Applications using the UPA therefore receive a cryptographic guarantee that their users submitted valid application proofs for any inputs that the UPA marks as verified.

The off-chain portion of the protocol is specified here and its open-source implementation as Halo2 circuits can be found here. The off-chain protocol and its implementation have been audited by ABDK and Zellic. Their reports may be found here.

Proofs for these circuits are produced by a permissioned off-chain aggregator. This aggregator is operated by NEBRA (though the protocol allows for the role to eventually be shared or even decentralized). We emphasize that although the aggregator is centralized, it is not trusted. Even a malicious aggregator cannot aggregate invalid application proofs, thanks to the cryptographic soundness guarantee of the circuits. We explain below how the UPA smart contracts verify the work done by the aggregator.

Because the aggregator is untrusted, there is technically no need to inspect its source code. Nonetheless, NEBRA has open-sourced a prover tool capable of performing all the core functionality of the aggregator.

AggregatedProofVerifier Contract

The AggregatedProofVerifier contract is the on-chain component of the UPA that is responsible for verifying the aggregated proofs produced by the aggregator. This contract links the on- and off-chain parts of the protocol, allowing the UPA contract to verify the aggregator's claim that a list of application inputs have valid proofs. It plays an essential role in the overall soundness of the UPA.

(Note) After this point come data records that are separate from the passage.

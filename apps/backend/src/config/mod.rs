pub mod app;
pub mod db;
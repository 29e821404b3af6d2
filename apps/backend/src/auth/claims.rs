//! Identity carried inside session tokens.

use serde::{Deserialize, Serialize};
use serde_json::{Map, Value};

/// Caller identity signed into a session token.
///
/// `email` is the only field the server relies on. Any other fields the
/// caller supplied at issuance travel along unchanged.
#[derive(Debug, Serialize, Deserialize, Clone, PartialEq)]
pub struct IdentityClaim {
    pub email: String,
    #[serde(flatten)]
    pub extra: Map<String, Value>,
}

impl IdentityClaim {
    pub fn new(email: impl Into<String>) -> Self {
        Self {
            email: email.into(),
            extra: Map::new(),
        }
    }
}
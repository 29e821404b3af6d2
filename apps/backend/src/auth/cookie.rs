//! Session cookie construction.

use actix_web::cookie::time::{Duration, OffsetDateTime};
use actix_web::cookie::{Cookie, SameSite};

use crate::config::app::RuntimeEnv;

/// Name of the cookie carrying the session token.
pub const TOKEN_COOKIE: &str = "token";

/// Environment-dependent cookie attributes. `HttpOnly` is always set.
#[derive(Debug, Clone, Copy, PartialEq, Eq)]
pub struct CookiePolicy {
    pub secure: bool,
    pub same_site: SameSite,
}

impl CookiePolicy {
    /// Production allows cross-site delivery over TLS; everything else stays same-site.
    pub fn for_env(env: RuntimeEnv) -> Self {
        if env.is_production() {
            Self {
                secure: true,
                same_site: SameSite::None,
            }
        } else {
            Self {
                secure: false,
                same_site: SameSite::Strict,
            }
        }
    }
}

/// The `token` cookie carrying a freshly issued session token.
pub fn session_cookie(token: String, policy: CookiePolicy) -> Cookie<'static> {
    Cookie::build(TOKEN_COOKIE, token)
        .path("/")
        .http_only(true)
        .secure(policy.secure)
        .same_site(policy.same_site)
        .finish()
}

/// An already-expired `token` cookie that makes the client drop its session.
pub fn cleared_cookie(policy: CookiePolicy) -> Cookie<'static> {
    Cookie::build(TOKEN_COOKIE, "")
        .path("/")
        .http_only(true)
        .secure(policy.secure)
        .same_site(policy.same_site)
        .max_age(Duration::ZERO)
        .expires(OffsetDateTime::UNIX_EPOCH)
        .finish()
}
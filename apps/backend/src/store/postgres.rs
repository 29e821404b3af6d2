use async_trait::async_trait;
use migration::get_latest_migration_version;
use sea_orm::DatabaseConnection;
use serde_json::Value;

use super::{
    ensure_id, id_key, upsert_document, Collection, DeleteResult, Document, DocumentStore, Filter,
    InsertOneResult, Update, UpdateResult, ID_FIELD,
};
use crate::adapters::documents_sea::{self, DocumentMatch};
use crate::entities::documents;
use crate::errors::domain::{DomainError, InfraErrorKind};
use crate::infra::db_errors::map_db_err;

/// Postgres-backed store: every collection lives in the JSONB `documents` table.
#[derive(Debug, Clone)]
pub struct PgDocumentStore {
    conn: DatabaseConnection,
}

impl PgDocumentStore {
    pub fn new(conn: DatabaseConnection) -> Self {
        Self { conn }
    }

    async fn matching(
        &self,
        collection: Collection,
        filter: &Filter,
        limit: Option<u64>,
    ) -> Result<Vec<documents::Model>, DomainError> {
        let selection = DocumentMatch {
            collection: collection.as_str(),
            containment: filter.to_containment(),
            doc_id: filter.id(),
            null_fields: filter.null_fields(),
            limit,
        };
        documents_sea::find_matching(&self.conn, &selection)
            .await
            .map_err(map_db_err)
    }

    async fn first_match(
        &self,
        collection: Collection,
        filter: &Filter,
    ) -> Result<Option<documents::Model>, DomainError> {
        let rows = self.matching(collection, filter, Some(1)).await?;
        Ok(rows.into_iter().next())
    }
}

fn into_document(row: documents::Model) -> Result<Document, DomainError> {
    match row.body {
        Value::Object(map) => Ok(map),
        _ => Err(DomainError::infra(
            InfraErrorKind::DataCorruption,
            format!("document {} is not a JSON object", row.seq),
        )),
    }
}

#[async_trait]
impl DocumentStore for PgDocumentStore {
    async fn find(
        &self,
        collection: Collection,
        filter: &Filter,
    ) -> Result<Vec<Document>, DomainError> {
        let rows = self.matching(collection, filter, None).await?;

        rows.into_iter().map(into_document).collect()
    }

    async fn find_one(
        &self,
        collection: Collection,
        filter: &Filter,
    ) -> Result<Option<Document>, DomainError> {
        self.first_match(collection, filter)
            .await?
            .map(into_document)
            .transpose()
    }

    async fn insert_one(
        &self,
        collection: Collection,
        mut doc: Document,
    ) -> Result<InsertOneResult, DomainError> {
        let id = ensure_id(&mut doc);

        documents_sea::insert(&self.conn, collection.as_str(), id_key(&id), Value::Object(doc))
            .await
            .map_err(map_db_err)?;

        Ok(InsertOneResult {
            acknowledged: true,
            inserted_id: id,
        })
    }

    async fn update_one(
        &self,
        collection: Collection,
        filter: &Filter,
        update: &Update,
        upsert: bool,
    ) -> Result<UpdateResult, DomainError> {
        if let Some(row) = self.first_match(collection, filter).await? {
            let seq = row.seq;
            let mut doc = into_document(row)?;
            let modified = update.apply(&mut doc)?;
            if modified {
                let id = doc.get(ID_FIELD).map(id_key).unwrap_or_default();
                documents_sea::replace_body(&self.conn, seq, id, Value::Object(doc))
                    .await
                    .map_err(map_db_err)?;
            }
            return Ok(UpdateResult::matched(modified));
        }

        if !upsert {
            return Ok(UpdateResult::unmatched());
        }

        let doc = upsert_document(filter, update)?;
        let id = doc.get(ID_FIELD).cloned().unwrap_or_default();
        documents_sea::insert(&self.conn, collection.as_str(), id_key(&id), Value::Object(doc))
            .await
            .map_err(map_db_err)?;

        Ok(UpdateResult::upserted(id))
    }

    async fn delete_one(
        &self,
        collection: Collection,
        filter: &Filter,
    ) -> Result<DeleteResult, DomainError> {
        let deleted_count = match self.first_match(collection, filter).await? {
            Some(row) => documents_sea::delete(&self.conn, row.seq)
                .await
                .map_err(map_db_err)?,
            None => 0,
        };

        Ok(DeleteResult {
            acknowledged: true,
            deleted_count,
        })
    }

    async fn ping(&self) -> Result<(), DomainError> {
        self.conn.ping().await.map_err(map_db_err)
    }

    async fn schema_version(&self) -> Result<Option<String>, DomainError> {
        get_latest_migration_version(&self.conn)
            .await
            .map_err(map_db_err)
    }
}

Unlike the other UPA contracts, the AggregatedProofVerifier is not written in Solidity. It is generated by the open-source snark-verifier library from the verifying key of the Halo2 circuit that produces aggregated proofs (the "outer" circuit). This library generates an on-chain verifier in the form of Yul code, a low-level assembly language that is not really human-readable (at least not easily).

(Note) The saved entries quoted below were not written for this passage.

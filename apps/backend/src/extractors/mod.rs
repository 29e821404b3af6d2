pub mod identity;
pub mod validated_json;

pub use validated_json::ValidatedJson;
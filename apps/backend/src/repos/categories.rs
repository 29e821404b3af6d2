use crate::errors::domain::DomainError;
use crate::store::{Collection, Document, DocumentStore, Filter};

pub async fn list_all(store: &dyn DocumentStore) -> Result<Vec<Document>, DomainError> {
    store.find(Collection::Category, &Filter::all()).await
}
//! Session gate middleware
//!
//! Reads the `token` cookie, verifies it and stores the resulting
//! [`IdentityClaim`] in request extensions. Requests without a valid token
//! are answered with 401 before the wrapped handler runs. Applied per route
//! according to `routes::ROUTES`.

use actix_web::body::EitherBody;
use actix_web::dev::{forward_ready, Service, ServiceRequest, ServiceResponse, Transform};
use actix_web::{web, Error, HttpMessage, ResponseError};
use futures_util::future::{ready, LocalBoxFuture, Ready};

use crate::auth::cookie::TOKEN_COOKIE;
use crate::auth::jwt::verify_token;
use crate::error::AppError;
use crate::logging::security;
use crate::state::app_state::AppState;

pub struct SessionGate;

impl<S, B> Transform<S, ServiceRequest> for SessionGate
where
    S: Service<ServiceRequest, Response = ServiceResponse<B>, Error = Error>,
    S::Future: 'static,
    B: 'static,
{
    type Response = ServiceResponse<EitherBody<B>>;
    type Error = Error;
    type InitError = ();
    type Transform = SessionGateMiddleware<S>;
    type Future = Ready<Result<Self::Transform, Self::InitError>>;

    fn new_transform(&self, service: S) -> Self::Future {
        ready(Ok(SessionGateMiddleware { service }))
    }
}

pub struct SessionGateMiddleware<S> {
    service: S,
}

/// Why a request was turned away; only ever logged.
#[derive(Debug, Clone, Copy, PartialEq, Eq)]
enum Rejection {
    MissingCookie,
    EmptyCookie,
    InvalidToken,
    MissingState,
}

impl Rejection {
    fn as_str(self) -> &'static str {
        match self {
            Rejection::MissingCookie => "missing_cookie",
            Rejection::EmptyCookie => "empty_cookie",
            Rejection::InvalidToken => "invalid_token",
            Rejection::MissingState => "missing_state",
        }
    }
}

fn authenticate(req: &ServiceRequest) -> Result<(), Rejection> {
    let cookie = req.cookie(TOKEN_COOKIE).ok_or(Rejection::MissingCookie)?;
    if cookie.value().is_empty() {
        return Err(Rejection::EmptyCookie);
    }

    let state = req
        .app_data::<web::Data<AppState>>()
        .ok_or(Rejection::MissingState)?;

    let claim =
        verify_token(cookie.value(), &state.security).map_err(|_| Rejection::InvalidToken)?;
    req.extensions_mut().insert(claim);
    Ok(())
}

impl<S, B> Service<ServiceRequest> for SessionGateMiddleware<S>
where
    S: Service<ServiceRequest, Response = ServiceResponse<B>, Error = Error>,
    S::Future: 'static,
    B: 'static,
{
    type Response = ServiceResponse<EitherBody<B>>;
    type Error = Error;
    type Future = LocalBoxFuture<'static, Result<Self::Response, Self::Error>>;

    forward_ready!(service);

    fn call(&self, req: ServiceRequest) -> Self::Future {
        match authenticate(&req) {
            Ok(()) => {
                let fut = self.service.call(req);
                Box::pin(async move { Ok(fut.await?.map_into_left_body()) })
            }
            // Rendered inside the returned future, which runs in the trace scope
            Err(rejection) => Box::pin(async move {
                let error = if rejection == Rejection::MissingState {
                    AppError::internal("AppState not available")
                } else {
                    security::auth_rejected(rejection.as_str(), req.path());
                    AppError::unauthenticated()
                };
                let response = error.error_response();
                Ok(req.into_response(response).map_into_right_body())
            }),
        }
    }
}
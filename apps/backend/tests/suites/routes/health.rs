use actix_web::http::StatusCode;
use actix_web::test;
use wisdom_center::middleware::request_trace::TRACE_ID_HEADER;
use wisdom_center::routes::health::ROOT_BANNER;

use crate::common::json_body;
use crate::support::{create_test_app, memory_state};

#[actix_web::test]
async fn root_reports_the_banner_as_plain_text() {
    let ts = memory_state().await;
    let app = create_test_app(ts.state).with_prod_routes().build().await;

    let req = test::TestRequest::get().uri("/").to_request();
    let resp = test::call_service(&app, req).await;

    assert_eq!(resp.status(), StatusCode::OK);
    let content_type = resp
        .headers()
        .get("content-type")
        .and_then(|v| v.to_str().ok())
        .unwrap_or_default()
        .to_string();
    assert!(content_type.starts_with("text/plain"));
    assert_eq!(test::read_body(resp).await, ROOT_BANNER.as_bytes());
}

#[actix_web::test]
async fn health_reports_the_store_state() {
    let ts = memory_state().await;
    let app = create_test_app(ts.state).with_prod_routes().build().await;

    let req = test::TestRequest::get().uri("/health").to_request();
    let resp = test::call_service(&app, req).await;

    assert_eq!(resp.status(), StatusCode::OK);
    assert!(resp.headers().contains_key(TRACE_ID_HEADER));

    let body = json_body(resp).await;
    assert_eq!(body["status"], "ok");
    assert_eq!(body["store"], "ok");
    assert_eq!(body["app_version"], env!("CARGO_PKG_VERSION"));
    assert!(body.get("store_error").is_none());
    assert!(body.get("migrations").is_none());
    assert!(body["time"].as_str().is_some_and(|t| !t.is_empty()));
}

#[actix_web::test]
async fn unknown_paths_are_not_found() {
    let ts = memory_state().await;
    let app = create_test_app(ts.state).with_prod_routes().build().await;

    let req = test::TestRequest::get().uri("/shelves").to_request();
    assert_eq!(test::call_service(&app, req).await.status(), StatusCode::NOT_FOUND);

    let req = test::TestRequest::delete().uri("/health").to_request();
    assert_eq!(test::call_service(&app, req).await.status(), StatusCode::NOT_FOUND);
}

Auditing the AggregatedProofVerifier contract is therefore more challenging than the main UPA contracts, but not impossible. Because the contract is generated deterministically using open-source tools and data, any third party is free to repeat the procedure and check that the resulting bytecode matches the actual deployment. This is similar to how ordinary smart contracts written in Solidity can have their source code verified by blockchain explorers like Etherscan; the blockchain explorer compiles the provided Solidity code and checks that it matches the contract's EVM bytecode.

In the AggregatedProofVerifier's case, the compilation pipeline is more complex. To ensure the UPA protocol's transparency, we provide a script that runs through this pipeline and compares the result to our on-chain deployment. The pipeline that produces this bytecode is:

  1. Trusted Input: The pipeline begins with a KZG structured reference string (SRS). The UPA uses an SRS produced by the Perpetual Powers of Tau Ceremony (PPoT), a secure multiparty computation orchestrated by the Ethereum Foundation's Privacy and Scaling Explorations group.

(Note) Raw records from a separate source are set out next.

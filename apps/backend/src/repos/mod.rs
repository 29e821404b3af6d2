//! Collection-level operations used by the route handlers.

pub mod books;
pub mod borrowed_books;
pub mod categories;
use std::fmt;
use std::sync::LazyLock;

use regex::Regex;

/// Regex patterns used for PII redaction. All are vetted literals.
pub struct PiiRegexRegistry;

impl PiiRegexRegistry {
    pub fn email() -> &'static Regex {
        static EMAIL_REGEX: LazyLock<Regex> = LazyLock::new(|| {
            #[allow(clippy::unwrap_used)]
            Regex::new(r"\b[A-Za-z0-9._%+-]+@[A-Za-z0-9.-]+\.[A-Za-z]{1,}\b").unwrap()
        });
        &EMAIL_REGEX
    }

    /// Compact JWS: three base64url segments separated by dots.
    pub fn jwt() -> &'static Regex {
        static JWT_REGEX: LazyLock<Regex> = LazyLock::new(|| {
            #[allow(clippy::unwrap_used)]
            Regex::new(r"\beyJ[A-Za-z0-9_-]*\.[A-Za-z0-9_-]+\.[A-Za-z0-9_-]*").unwrap()
        });
        &JWT_REGEX
    }

    /// Base64-like runs of 16+ characters.
    pub fn base64_token() -> &'static Regex {
        static BASE64_TOKEN_REGEX: LazyLock<Regex> = LazyLock::new(|| {
            #[allow(clippy::unwrap_used)]
            Regex::new(r"\b[A-Za-z0-9+/]{16,}={0,2}\b").unwrap()
        });
        &BASE64_TOKEN_REGEX
    }
}

/// Mask sensitive fragments of `input`.
///
/// Emails keep their first character and domain (`u***@example.com`);
/// session tokens and other opaque runs become `[REDACTED_TOKEN]`.
/// Emails are handled first so their local parts are not mistaken for tokens.
pub fn redact(input: &str) -> String {
    let email_redacted = PiiRegexRegistry::email().replace_all(input, |caps: &regex::Captures| {
        let full_match = &caps[0];
        match full_match.find('@') {
            Some(0) | None => full_match.to_string(),
            Some(at_pos) => format!("{}***{}", &full_match[..1], &full_match[at_pos..]),
        }
    });

    let jwt_redacted = PiiRegexRegistry::jwt().replace_all(&email_redacted, "[REDACTED_TOKEN]");

    PiiRegexRegistry::base64_token()
        .replace_all(&jwt_redacted, "[REDACTED_TOKEN]")
        .to_string()
}

/// Display wrapper that applies [`redact`] when formatted.
pub struct Redacted<'a>(pub &'a str);

impl fmt::Display for Redacted<'_> {
    fn fmt(&self, f: &mut fmt::Formatter<'_>) -> fmt::Result {
        write!(f, "{}", redact(self.0))
    }
}

impl fmt::Debug for Redacted<'_> {
    fn fmt(&self, f: &mut fmt::Formatter<'_>) -> fmt::Result {
        write!(f, "{}", redact(self.0))
    }
}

  2. Transform the SRS to a Halo2-compatible format. The PPoT SRS is in a format that is not immediately usable by Halo2 circuits. An open-source tool (written by Kobi Gurkan and modified by Axiom Crypto and NEBRA) converts the SRS to the appropriate format.

  3. Compute Halo2 Verifying Key. This step takes the description of the outer circuit as a Halo2 circuit and produces a verifying key from the SRS produced by the previous step. The open-source tool that performs this step is NEBRA's prover tool, which relies on the halo2-proofs library for key generation.

  4. Generate verifier Yul code. This step takes the Outer Circuit verifying key produced above and the SRS from Step 2 and produces Yul code that verifies the proofs submitted by the aggregator to the UPA contract. The open-source tool that performs this step is the snark-verifier library.

  5. Compile to EVM bytecode. Finally, solc compiles the Yul verifier generated in the previous step to EVM bytecode. For the sake of comparison to the deployed contract code, it is important to use the same solc version (v0.8.17) used by NEBRA during deployment.